Nossas palavras devem sempre ser “boas”, isto é, sempre gerar o bem-estar, a edificação da alma, o consolo do coração; a correção necessária com caridade. Se não for assim, é melhor se calar. São Paulo tem um ensinamento preciso sobre quando e como usar a preciosidade desse dom que Deus nos deu que é a palavra: “Nenhuma palavra má saia da vossa boca, mas só a que for útil para a edificação, sempre que for possível, e benfazeja aos que ouvem” (Ef 4, 29).

Erramos muito com nossas palavras; mas por quê?

Em primeiro lugar porque somos orgulhosos, queremos logo “ter a palavra” na frente dos outros; mal entendemos o problema ou o assunto e já queremos dar “a nossa opinião”, que muitas vezes é vazia, insensata, porque imatura, irrefletida.
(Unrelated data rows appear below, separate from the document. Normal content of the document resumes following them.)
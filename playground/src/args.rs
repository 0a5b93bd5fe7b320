use std::path::PathBuf;

use clap::Parser;

#[derive(Debug, Parser)]
pub struct ArgsPlayground {
    /// Window width in pixels
    #[arg(long, default_value_t = 1280)]
    pub width: u32,
    /// Window height in pixels
    #[arg(long, default_value_t = 720)]
    pub height: u32,
    /// Window title
    #[arg(long, default_value = "OpenGL Playground")]
    pub title: String,
    /// Image mapped onto the quad
    #[arg(long, default_value = "assets/paper.png")]
    pub texture: PathBuf,
    /// Present frames as fast as possible
    #[arg(long)]
    pub no_vsync: bool,
    /// Log filter in env_logger syntax, overrides RUST_LOG
    #[arg(long)]
    pub log: Option<String>,
}

#[cfg(test)]
mod tests {
    use super::*;

    #[test]
    fn defaults_test() {
        let args = ArgsPlayground::try_parse_from(["playground"]).unwrap();

        assert_eq!(args.width, 1280);
        assert_eq!(args.height, 720);
        assert_eq!(args.title, "OpenGL Playground");
        assert_eq!(args.texture, PathBuf::from("assets/paper.png"));
        assert!(!args.no_vsync);
        assert_eq!(args.log, None);
    }

    #[test]
    fn override_test() {
        let args = ArgsPlayground::try_parse_from([
            "playground",
            "--width",
            "640",
            "--title",
            "T",
            "--no-vsync",
            "--log",
            "debug",
        ])
        .unwrap();

        assert_eq!(args.width, 640);
        assert_eq!(args.height, 720);
        assert_eq!(args.title, "T");
        assert!(args.no_vsync);
        assert_eq!(args.log.as_deref(), Some("debug"));
    }

    #[test]
    fn invalid_size_test() {
        assert!(ArgsPlayground::try_parse_from(["playground", "--width", "-3"]).is_err());
    }
}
Outras vezes, erramos porque as pronunciamos com o “sangue quente”; quando a alma está agitada. Nesta hora, a grandeza de alma está em se calar, em conter a fúria, em dominar o ego ferido e buscar a fortaleza no silêncio.

Fale com sinceridade, reaja com bom senso e sem exaltação e sem raiva e expresse sua opinião com cautela, depois que entender bem o que está em discussão. Muitas vezes, nos debates, estamos cansados de ver tanta gente falando e poucos dispostos a ouvir. Os grandes homens são aqueles que abrem a boca quando os outros já não têm mais o que dizer. Mas, para isso, é preciso muito exercício de vontade; é preciso da graça de Deus porque a nossa natureza sozinha não se contém.

Deus nos fala no silêncio, quando a agitação da alma cessou; quando a brisa suave substitui a tempestade; quando a Sua palavra cala fundo na nossa alma; porque ela é “eficaz e capaz de discernir os pensamentos de nosso coração” (cf Hb 4,12).